FIG. 4 is a perspective view of an annular isolation diaphragm 300 in accordance with an embodiment of the present invention. Diaphragm 300 includes a substantially solid inner core or drum 302 about which a band of deflectable diaphragm materiel 304 is welded along circumferential edges 306, 308. Fill fluid passageway 310 extends from inlet port 312 to aperture 314 proximate band 304. While it is preferred that the sidewall 316 of core 302 be substantially flat to minimize internal oil volume, it is expressly contemplated that suitable shapes, such as a concave or convex shapes can be machined, or otherwise formed, into sidewall 316. If annular isolator diaphragm 300 were an upper isolator diaphragm, second passageway 318 (shown in phantom) passing vertically through core 302 would be utilized to pass fill fluid from the lower isolator diaphragm. However, if annular isolator diaphragm 300 is a lower diaphragm, then second passageway 318 is not used, and may be plugged. Accordingly, it is contemplated that manufacture of such annular diaphragms can be standardized by creating such a vertical passageway in all isolation diaphragms, but only using them in the top diaphragm.

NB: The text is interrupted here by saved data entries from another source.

//! # idborm Core
//!
//! An ORM storage backend on top of a versioned, schema-less object store.
//!
//! The object store only offers keyed get/put/delete, cursor scans and
//! structural changes inside version upgrades. This crate turns that into
//! the contract an ORM expects: filtered, ordered and paginated queries,
//! aggregates, unique fields, batched transactions and lazily created
//! collections.
//!
//! ## Components
//!
//! - [`ConnectionManager`] - connect / disconnect, and the upgrade queue
//!   that serializes every structural change
//! - [`ParsedFilter`] / [`FilterOp`] - the filter matcher
//! - [`QueryState`] - queries, run by [`Backend::execute`] as full scans
//! - CRUD and bulk operations on [`Backend`], with unique validation
//! - [`Transaction`] - queued writes committed in one native transaction
//! - [`Aggregation`] - count / sum / avg / min / max
//! - [`SchemaEditor`] - structural changes deferred to the next upgrade
//!
//! ## Example
//!
//! ```rust
//! use idborm_codec::{Record, Value};
//! use idborm_core::{Aggregation, Backend, BackendConfig, QueryState};
//! use idborm_storage::InMemoryFactory;
//! use std::sync::Arc;
//!
//! # tokio::runtime::Builder::new_current_thread().build().unwrap().block_on(async {
//! let backend = Backend::new(BackendConfig::new("shop"), Arc::new(InMemoryFactory::new()));
//! backend.connect().await.unwrap();
//!
//! for amount in [100i64, 200, 300] {
//!     backend.insert("orders", Record::new().with("amount", amount)).await.unwrap();
//! }
//!
//! let big = QueryState::new("orders").filter("amount__gte", 200i64).order_by("-amount");
//! assert_eq!(backend.count(&big).await.unwrap(), 2);
//!
//! let totals = backend
//!     .aggregate(&QueryState::new("orders"), &[Aggregation::sum("amount")])
//!     .await
//!     .unwrap();
//! assert_eq!(totals.get("amount__sum"), Some(&Value::Integer(600)));
//! # });
//! ```

#![deny(unsafe_code)]
#![warn(missing_docs)]

mod aggregate;
mod backend;
mod config;
mod connection;
mod crud;
mod error;
mod filter;
mod query;
mod schema;
mod schema_editor;
mod transaction;

pub use aggregate::{Aggregation, ALL_FIELDS};
pub use backend::Backend;
pub use config::{BackendConfig, ENGINE};
pub use connection::{ConnectionManager, META_COLLECTION};
pub use crud::{BulkFailure, BulkResult};
pub use error::{BackendError, BackendResult};
pub use filter::{matches_all, FilterOp, ParsedFilter, LOOKUP_SEP};
pub use query::{paginate, sort_records, CompiledQuery, OrderBy, QueryState};
pub use schema::{EntitySchema, FieldSchema};
pub use schema_editor::{PendingChange, SchemaEditor};
pub use transaction::{QueuedWrite, Transaction, TransactionState};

Embodiments of the present invention provide a number of advantages. Specifically, the mechanical configuration allows direct retrofitting of displacer-type instruments. Additionally, the utilization of a standard pressure transmitter allows for economies of scale. Further, remote seal technology is proven, and is able to withstand relatively high pressures within the vessel. Further still, the external annular seal shape provides a significantly increased diaphragm area while maintaining tube-shaped packaging. Further still, embodiments of the present invention generally accommodate design variations relative to the distance between the diaphragm assemblies.

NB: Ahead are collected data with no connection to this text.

//! Object store data held by the in-memory factory.

use crate::backend::{IndexParams, ObjectStoreParams};
use crate::error::{StorageError, StorageResult};
use idborm_codec::{Record, Value};
use std::cmp::Ordering;
use std::collections::BTreeMap;

/// A value that is valid as an object store key.
///
/// Numbers, dates, text, bytes and arrays of keys are valid keys. Null,
/// booleans, maps and NaN are not.
#[derive(Debug, Clone)]
pub(crate) struct StoreKey(Value);

impl StoreKey {
    pub(crate) fn new(value: Value) -> StorageResult<Self> {
        if is_valid_key(&value) {
            Ok(Self(value))
        } else {
            Err(StorageError::data(format!(
                "{} value '{}' is not a valid key",
                value.type_name(),
                value
            )))
        }
    }

    pub(crate) fn value(&self) -> &Value {
        &self.0
    }
}

fn is_valid_key(value: &Value) -> bool {
    match value {
        Value::Integer(_) | Value::Text(_) | Value::Date(_) | Value::Bytes(_) => true,
        Value::Float(x) => !x.is_nan(),
        Value::Array(items) => items.iter().all(is_valid_key),
        Value::Null | Value::Bool(_) | Value::Map(_) => false,
    }
}

impl PartialEq for StoreKey {
    fn eq(&self, other: &Self) -> bool {
        self.cmp(other) == Ordering::Equal
    }
}

impl Eq for StoreKey {}

impl PartialOrd for StoreKey {
    fn partial_cmp(&self, other: &Self) -> Option<Ordering> {
        Some(self.cmp(other))
    }
}

impl Ord for StoreKey {
    fn cmp(&self, other: &Self) -> Ordering {
        self.0.sort_cmp(&other.0)
    }
}

/// Records and indexes of one object store.
#[derive(Debug, Clone)]
pub(crate) struct StoreData {
    params: ObjectStoreParams,
    next_key: i64,
    records: BTreeMap<StoreKey, Record>,
    indexes: BTreeMap<String, IndexParams>,
}

impl StoreData {
    pub(crate) fn new(params: ObjectStoreParams) -> Self {
        Self {
            params,
            next_key: 1,
            records: BTreeMap::new(),
            indexes: BTreeMap::new(),
        }
    }

    pub(crate) fn get(&self, key: &StoreKey) -> Option<&Record> {
        self.records.get(key)
    }

    pub(crate) fn all(&self) -> Vec<Record> {
        self.records.values().cloned().collect()
    }

    pub(crate) fn len(&self) -> usize {
        self.records.len()
    }

    pub(crate) fn clear(&mut self) {
        self.records.clear();
    }

    pub(crate) fn remove(&mut self, key: &StoreKey) -> Option<Record> {
        self.records.remove(key)
    }

    /// Stores a record, generating its key if needed.
    ///
    /// With `overwrite == false` an existing key is a constraint error.
    pub(crate) fn insert(&mut self, mut record: Record, overwrite: bool) -> StorageResult<Value> {
        let key = self.key_for(&mut record)?;

        if !overwrite && self.records.contains_key(&key) {
            return Err(StorageError::constraint(format!(
                "key {} already exists",
                key.value()
            )));
        }

        self.check_unique_indexes(&key, &record)?;

        let value = key.value().clone();
        self.records.insert(key, record);
        Ok(value)
    }

    fn key_for(&mut self, record: &mut Record) -> StorageResult<StoreKey> {
        let key_path = self.params.key_path.as_str();
        match record.get(key_path).filter(|v| !v.is_null()) {
            Some(value) => {
                let key = StoreKey::new(value.clone())?;
                if self.params.auto_increment {
                    if let Some(n) = key.value().as_integer() {
                        if n >= self.next_key {
                            self.next_key = n.saturating_add(1);
                        }
                    }
                }
                Ok(key)
            }
            None if self.params.auto_increment => {
                let n = self.next_key;
                self.next_key = n.saturating_add(1);
                record.set(key_path, n);
                Ok(StoreKey(Value::Integer(n)))
            }
            None => Err(StorageError::data(format!(
                "record has no key at '{key_path}'"
            ))),
        }
    }

    fn check_unique_indexes(&self, key: &StoreKey, record: &Record) -> StorageResult<()> {
        for index in self.indexes.values().filter(|i| i.unique) {
            let Some(candidate) = index_key(record, &index.key_path) else {
                continue;
            };
            let taken = self.records.iter().any(|(other_key, other)| {
                other_key != key && index_key(other, &index.key_path).as_ref() == Some(&candidate)
            });
            if taken {
                return Err(StorageError::constraint(format!(
                    "unique index '{}' already contains {}",
                    index.name,
                    candidate.value()
                )));
            }
        }
        Ok(())
    }

    pub(crate) fn index_names(&self) -> Vec<String> {
        self.indexes.keys().cloned().collect()
    }

    pub(crate) fn create_index(&mut self, index: IndexParams) -> StorageResult<()> {
        if self.indexes.contains_key(&index.name) {
            return Err(StorageError::constraint(format!(
                "index '{}' already exists",
                index.name
            )));
        }

        if index.unique {
            let mut seen: Vec<StoreKey> = Vec::new();
            for record in self.records.values() {
                if let Some(k) = index_key(record, &index.key_path) {
                    if seen.contains(&k) {
                        return Err(StorageError::constraint(format!(
                            "cannot build unique index '{}': duplicate {}",
                            index.name,
                            k.value()
                        )));
                    }
                    seen.push(k);
                }
            }
        }

        self.indexes.insert(index.name.clone(), index);
        Ok(())
    }

    pub(crate) fn delete_index(&mut self, name: &str) -> StorageResult<()> {
        self.indexes
            .remove(name)
            .map(|_| ())
            .ok_or_else(|| StorageError::not_found(name))
    }
}

/// Computes the key a record contributes to an index.
///
/// Records missing an indexed field, or holding an invalid key there, are
/// left out of the index.
fn index_key(record: &Record, key_path: &[String]) -> Option<StoreKey> {
    let value = match key_path {
        [single] => record.get(single)?.clone(),
        fields => Value::Array(
            fields
                .iter()
                .map(|f| record.get(f).cloned())
                .collect::<Option<Vec<_>>>()?,
        ),
    };
    StoreKey::new(value).ok()
}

Although the present invention has been described with reference to preferred embodiments, workers skilled in the art will recognize that changes may be made in form and detail without departing from the spirit and scope of the invention.

Claims

1. A process fluid level measurement system configured to measure a level of at least one process fluid in a vessel, the vessel having a cage mounted thereto, the system comprising:

at least one annular isolator configured to be disposed within the cage, the at least one annular isolator having a band-shaped isolator diaphragm; and

a differential pressure transmitter operably coupled to the at least one annular isolator, the transmitter being configured to generate a level output based at least in part, upon pressure measured relative to the at least one annular isolator.

2. The system of claim 1, wherein the at least one annular isolator comprises a pair of annular isolators, each annular isolator being coupled to respective ports of the differential pressure transmitter.

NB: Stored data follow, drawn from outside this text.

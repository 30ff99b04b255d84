//! Transaction Wrapper.
//!
//! Writes are queued and only reach the store on [`Transaction::commit`],
//! which issues all of them inside one native read-write transaction.
//! [`Transaction::rollback`] discards the queue without opening a native
//! transaction: nothing was written, so there is nothing to undo.

use crate::connection::ConnectionManager;
use crate::crud::write_record;
use crate::error::{BackendError, BackendResult};
use idborm_codec::{Record, Value};
use idborm_storage::TransactionMode;
use std::collections::BTreeSet;
use std::fmt;
use std::sync::Arc;
use tracing::{debug, warn};

/// Lifecycle state of a [`Transaction`].
#[derive(Debug, Clone, Copy, PartialEq, Eq)]
pub enum TransactionState {
    /// Accepting operations.
    Active,
    /// Committed successfully.
    Committed,
    /// Discarded by `rollback()`.
    RolledBack,
    /// Commit failed; nothing was written.
    Failed,
}

impl fmt::Display for TransactionState {
    fn fmt(&self, f: &mut fmt::Formatter<'_>) -> fmt::Result {
        f.write_str(match self {
            Self::Active => "active",
            Self::Committed => "committed",
            Self::RolledBack => "rolled back",
            Self::Failed => "failed",
        })
    }
}

/// A write waiting for commit.
#[derive(Debug, Clone, PartialEq)]
pub enum QueuedWrite {
    /// Upsert a record, or add it when it has no id.
    Put {
        /// Target collection.
        collection: String,
        /// Record to write.
        record: Record,
    },
    /// Remove the record stored under `id`.
    Delete {
        /// Target collection.
        collection: String,
        /// Key of the record.
        id: Value,
    },
}

impl QueuedWrite {
    fn collection(&self) -> &str {
        match self {
            Self::Put { collection, .. } | Self::Delete { collection, .. } => collection,
        }
    }
}

/// Batches writes into a single atomic native commit.
///
/// Separate wrappers commit as independent native transactions. Once
/// committed, rolled back, or failed, every further call fails with
/// [`BackendError::TransactionInactive`].
pub struct Transaction {
    connection: Arc<ConnectionManager>,
    queue: Vec<QueuedWrite>,
    state: TransactionState,
}

impl Transaction {
    pub(crate) fn new(connection: Arc<ConnectionManager>) -> Self {
        Self {
            connection,
            queue: Vec::new(),
            state: TransactionState::Active,
        }
    }

    /// Current state.
    pub fn state(&self) -> TransactionState {
        self.state
    }

    /// Returns true while operations can be queued.
    pub fn is_active(&self) -> bool {
        self.state == TransactionState::Active
    }

    /// Queued writes, in order.
    pub fn queued(&self) -> &[QueuedWrite] {
        &self.queue
    }

    fn ensure_active(&self) -> BackendResult<()> {
        if self.is_active() {
            Ok(())
        } else {
            Err(BackendError::TransactionInactive { state: self.state })
        }
    }

    /// Queues an upsert.
    pub fn put(&mut self, collection: impl Into<String>, record: Record) -> BackendResult<()> {
        self.ensure_active()?;
        self.queue.push(QueuedWrite::Put {
            collection: collection.into(),
            record,
        });
        Ok(())
    }

    /// Queues a delete.
    pub fn delete(&mut self, collection: impl Into<String>, id: impl Into<Value>) -> BackendResult<()> {
        self.ensure_active()?;
        let id = id.into();
        if id.is_null() {
            return Err(BackendError::missing_primary_key("delete"));
        }
        self.queue.push(QueuedWrite::Delete {
            collection: collection.into(),
            id,
        });
        Ok(())
    }

    /// Writes every queued operation in one native transaction.
    ///
    /// Returns the written records with their resolved ids, in queue order.
    /// Missing collections are created first. On failure the native
    /// transaction is aborted and nothing is written.
    pub async fn commit(&mut self) -> BackendResult<Vec<Record>> {
        self.ensure_active()?;
        let queue = std::mem::take(&mut self.queue);
        match self.commit_queue(&queue).await {
            Ok(written) => {
                self.state = TransactionState::Committed;
                debug!(operations = queue.len(), "transaction committed");
                Ok(written)
            }
            Err(e) => {
                self.state = TransactionState::Failed;
                warn!(operations = queue.len(), error = %e, "transaction failed");
                Err(e)
            }
        }
    }

    async fn commit_queue(&self, queue: &[QueuedWrite]) -> BackendResult<Vec<Record>> {
        if queue.is_empty() {
            return Ok(Vec::new());
        }

        let collections: Vec<String> = queue
            .iter()
            .map(|op| op.collection().to_string())
            .collect::<BTreeSet<_>>()
            .into_iter()
            .collect();
        self.connection.ensure_collections(&collections).await?;

        let session = self.connection.session().await?;
        let mut tx = session.transaction(&collections, TransactionMode::ReadWrite)?;

        let issued = async {
            let mut written = Vec::new();
            for op in queue {
                match op {
                    QueuedWrite::Put { collection, record } => {
                        written.push(write_record(tx.as_mut(), collection, record.clone()).await?);
                    }
                    QueuedWrite::Delete { collection, id } => {
                        tx.delete(collection, id).await?;
                    }
                }
            }
            Ok::<_, BackendError>(written)
        }
        .await;

        match issued {
            Ok(written) => {
                tx.commit().await?;
                Ok(written)
            }
            Err(e) => {
                tx.abort().await;
                Err(e)
            }
        }
    }

    /// Discards the queued operations. Nothing reaches the store.
    pub fn rollback(&mut self) -> BackendResult<()> {
        self.ensure_active()?;
        debug!(discarded = self.queue.len(), "transaction rolled back");
        self.queue.clear();
        self.state = TransactionState::RolledBack;
        Ok(())
    }
}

3. The system of claim 2, wherein the pair of annular isolators are separated from one another by a known distance, and wherein the differential pressure transmitter uses the known distance to calculate the level output.

4. The system of claim 1, wherein the level output is indicative of an interface between two process fluids in the cage.

5. The system of claim 1, and further comprising a protective tube disposed about the annular isolators within the cage.

6. The system of claim 5, wherein the protective tube includes a number of apertures.

7. The system of claim 1, and further comprising a thermowell configured to receive a temperature sensor, and wherein the differential pressure transmitter is configured to provide a temperature output based upon a characteristic of the temperature sensor.

8. The system of claim 1, wherein the differential pressure transmitter is mounted atop the cage.

9. The system of claim 1, wherein the band-shaped isolator diaphragm is welded to a drum-like core by a pair of circumferential welds.